Mettler: I imagine you would hope people attack Big Music in that way, because you put it in a specific order for us to listen to.
Kerr: You know, that’s true. We certainly did. People are going to listen to it how they will, but that doesn’t mean we’re not going to present it in a way we think makes a better experience.
Mettler: By the time you get to the last track, “Spirited Away,” you earn that experience as a listener. In that song’s lyrics, you talking about not being a complicated guy, but I don’t know if I believe that…
Kerr: (laughs) Yeah, that was a lovely thought. Whereas “Blindfolded” was a great scene-setter, I think, emotionally, “Spirited Away” is a great way of wrapping things up, and waving bye-bye. We’ve spent some time together, and now we’re moving on.
Mettler: Ok, Charlie, your turn. What do you love about vinyl?
Charlie Burchill: I was in the generation that grew up with vinyl. Obviously, the aesthetics of the artwork is so much better, but the sound — things just sort of gel together. It sounds like vinyl forgives some of the discrepancies that are there. When you mix something, and it’s difficult to get something to sit in the right spot, you get a better clarity of some of the things that compete in different frequencies. Vinyl takes it and does something that makes it feel right — like it was meant to be, sitting together like that.
Mettler: What do you miss about the analog recording days?
Burchill: There are two things that are really terrible about working in digital. One has to do with the time that it used to take to rewind an analog tape, from the end of the song back to the beginning — in that time, you had time to reflect on what you’d just done. Chances were, you’d just done a full performance from the beginning to the end. All the time that rewind’s happening, you’re thinking of it and digesting it, stepping back from it and having a beat on it. Now it’s easier to just go, “We’ll run you back the chorus, and we’ll start straight back there and do it again.” And that means everything is radically changed. You don’t worry about the performance too much because you can always fix it.
The other major crime I think is — in the old analog world, when you were building a track, everything was built how a house would be. You had a foundation, and you built on top of that. You couldn’t change the sounds as much. Now, you work on a track that has so much information on it, and two-thirds of the way through recording the thing, you might start to change the drum sounds. And when you change one thing, everything gets changed. Then you’re really in no-man’s land. All these things are big negatives.
Mettler: What’s the best record you’ve ever heard on vinyl?

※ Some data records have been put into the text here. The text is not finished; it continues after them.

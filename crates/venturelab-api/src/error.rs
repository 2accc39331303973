use axum::{
    http::{header, HeaderValue, StatusCode},
    response::{IntoResponse, Response},
    Json,
};
use chrono::Utc;
use serde_json::json;
use thiserror::Error;
use tracing::error;
use venturelab_ai::GatewayError;
use venturelab_core::{RateLimitDecision, ValidationError, VentureLabError};

use crate::backend::BackendError;

pub const UPSTREAM_ERROR_MESSAGE: &str = "Upstream service error";

#[derive(Error, Debug)]
pub enum ApiError {
    #[error("Validation error: {0}")]
    Validation(#[from] ValidationError),

    #[error("Unauthorized: {0}")]
    Unauthorized(String),

    #[error("Forbidden: {0}")]
    Forbidden(String),

    #[error("Not found: {0}")]
    NotFound(String),

    #[error("Conflict: {0}")]
    Conflict(String),

    #[error("Bad request: {0}")]
    BadRequest(String),

    /// Input rejected by moderation; the message is the refusal shown to the user.
    #[error("{0}")]
    Moderated(String),

    #[error("Rate limit exceeded")]
    RateLimited(RateLimitDecision),

    #[error("Gateway error: {0}")]
    Gateway(#[from] GatewayError),

    #[error("Backend error: {0}")]
    Backend(BackendError),

    #[error("Internal server error: {0}")]
    Internal(String),
}

impl From<VentureLabError> for ApiError {
    fn from(err: VentureLabError) -> Self {
        match err {
            VentureLabError::Validation(e) => ApiError::Validation(e),
            VentureLabError::NotFound(what) => ApiError::NotFound(what),
            VentureLabError::InvalidTransition(msg) => ApiError::Conflict(msg),
            VentureLabError::InvalidOperation(msg) => ApiError::BadRequest(msg),
            other => ApiError::Internal(other.to_string()),
        }
    }
}

impl From<BackendError> for ApiError {
    fn from(err: BackendError) -> Self {
        match err {
            BackendError::NotFound(what) => ApiError::NotFound(what),
            other => ApiError::Backend(other),
        }
    }
}

impl ApiError {
    pub fn status(&self) -> StatusCode {
        match self {
            ApiError::Validation(_) | ApiError::BadRequest(_) | ApiError::Moderated(_) => {
                StatusCode::BAD_REQUEST
            }
            ApiError::Unauthorized(_) => StatusCode::UNAUTHORIZED,
            ApiError::Forbidden(_) => StatusCode::FORBIDDEN,
            ApiError::NotFound(_) => StatusCode::NOT_FOUND,
            ApiError::Conflict(_) => StatusCode::CONFLICT,
            ApiError::RateLimited(_) => StatusCode::TOO_MANY_REQUESTS,
            ApiError::Gateway(_) | ApiError::Backend(_) | ApiError::Internal(_) => {
                StatusCode::INTERNAL_SERVER_ERROR
            }
        }
    }
}

impl IntoResponse for ApiError {
    fn into_response(self) -> Response {
        let status = self.status();

        let message = match &self {
            // Upstream detail stays in the logs.
            ApiError::Gateway(_) | ApiError::Backend(_) | ApiError::Internal(_) => {
                error!(error = %self, "Request failed on upstream dependency");
                UPSTREAM_ERROR_MESSAGE.to_string()
            }
            _ => self.to_string(),
        };

        let mut body = json!({
            "error": message,
            "status": status.as_u16()
        });

        if matches!(self, ApiError::Moderated(_)) {
            body["moderated"] = json!(true);
        }

        let mut retry_after = None;
        if let ApiError::RateLimited(decision) = &self {
            let secs = decision.retry_after_secs(Utc::now());
            body["retry_after_secs"] = json!(secs);
            body["reset_at"] = json!(decision.reset_at.to_rfc3339());
            retry_after = Some((secs, *decision));
        }

        let mut response = (status, Json(body)).into_response();

        if let Some((secs, decision)) = retry_after {
            let headers = response.headers_mut();
            headers.insert(header::RETRY_AFTER, HeaderValue::from(secs));
            insert_rate_limit_headers(headers, &decision);
        }

        response
    }
}

pub fn insert_rate_limit_headers(headers: &mut axum::http::HeaderMap, decision: &RateLimitDecision) {
    headers.insert("x-ratelimit-limit", HeaderValue::from(decision.limit));
    headers.insert("x-ratelimit-remaining", HeaderValue::from(decision.remaining));
    headers.insert(
        "x-ratelimit-reset",
        HeaderValue::from(decision.reset_at.timestamp().max(0)),
    );
}

pub type ApiResult<T> = Result<T, ApiError>;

Burchill: Funny enough, I’ve come full circle, because it’s the first album I had on vinyl — L.A. Woman (1971), by The Doors. I heard it on vinyl, and I realized it’s such an amazing-sounding record; so present. You can hear [John Densmore’s] drums in particular. They don’t sound processed; they sound like drums. They’re huge. When you listen to it, you think they could be a great bar band, you know? Really amazing. And Robby Krieger, he’s one of my favorite guitar players. Totally underrated. He had a tone, and such great ideas.
Mettler: Bands of that era had all these blues and jazz chops, but they also understood a song’s foundation, and then were then able to go off into improvisation.
Burchill: Ahhh. I had L.A. Woman when I was a kid, and I thought it was the strangest-sounding music I’d heard in my life. A lot of weird stuff on it. “The Changeling,” and “Texas Radio” [i.e., “The WASP (Texas Radio and the Big Beat)].” There’s a lot of weird atmosphere on it, but it’s a lot of rhythm & blues — but with a difference. (chuckles)
Mettler: I really love that real slow-groove blues they do on “Cars Hiss by My Window.”
Burchill: Yeah, I always remember the line, “the sonic boom” [“Windows started tremblin’ / with a sonic boom”]. There’s something about the way he [Jim Morrison] sang it, I thought, “This is really weird music.” Big boom. There you go — there’s that kind of thing they do, inside of a slow blues like that, that was a different take on it.
Mettler: If you had to pick one Doors song to cover right now, what would you do?
Burchill: Well, we just did “Riders on the Storm” [for the Deluxe Edition of Big Music]. That’s a really good one. But I think now it would be, ahh (pauses)… this is difficult. I’m going to say… I know what it would be: “When the Music’s Over.”
Mettler: Oh I love that, a good 10-minute stretch-out kind of piece.
Burchill: Yeah, and it’ll be great on the keys. (chuckles)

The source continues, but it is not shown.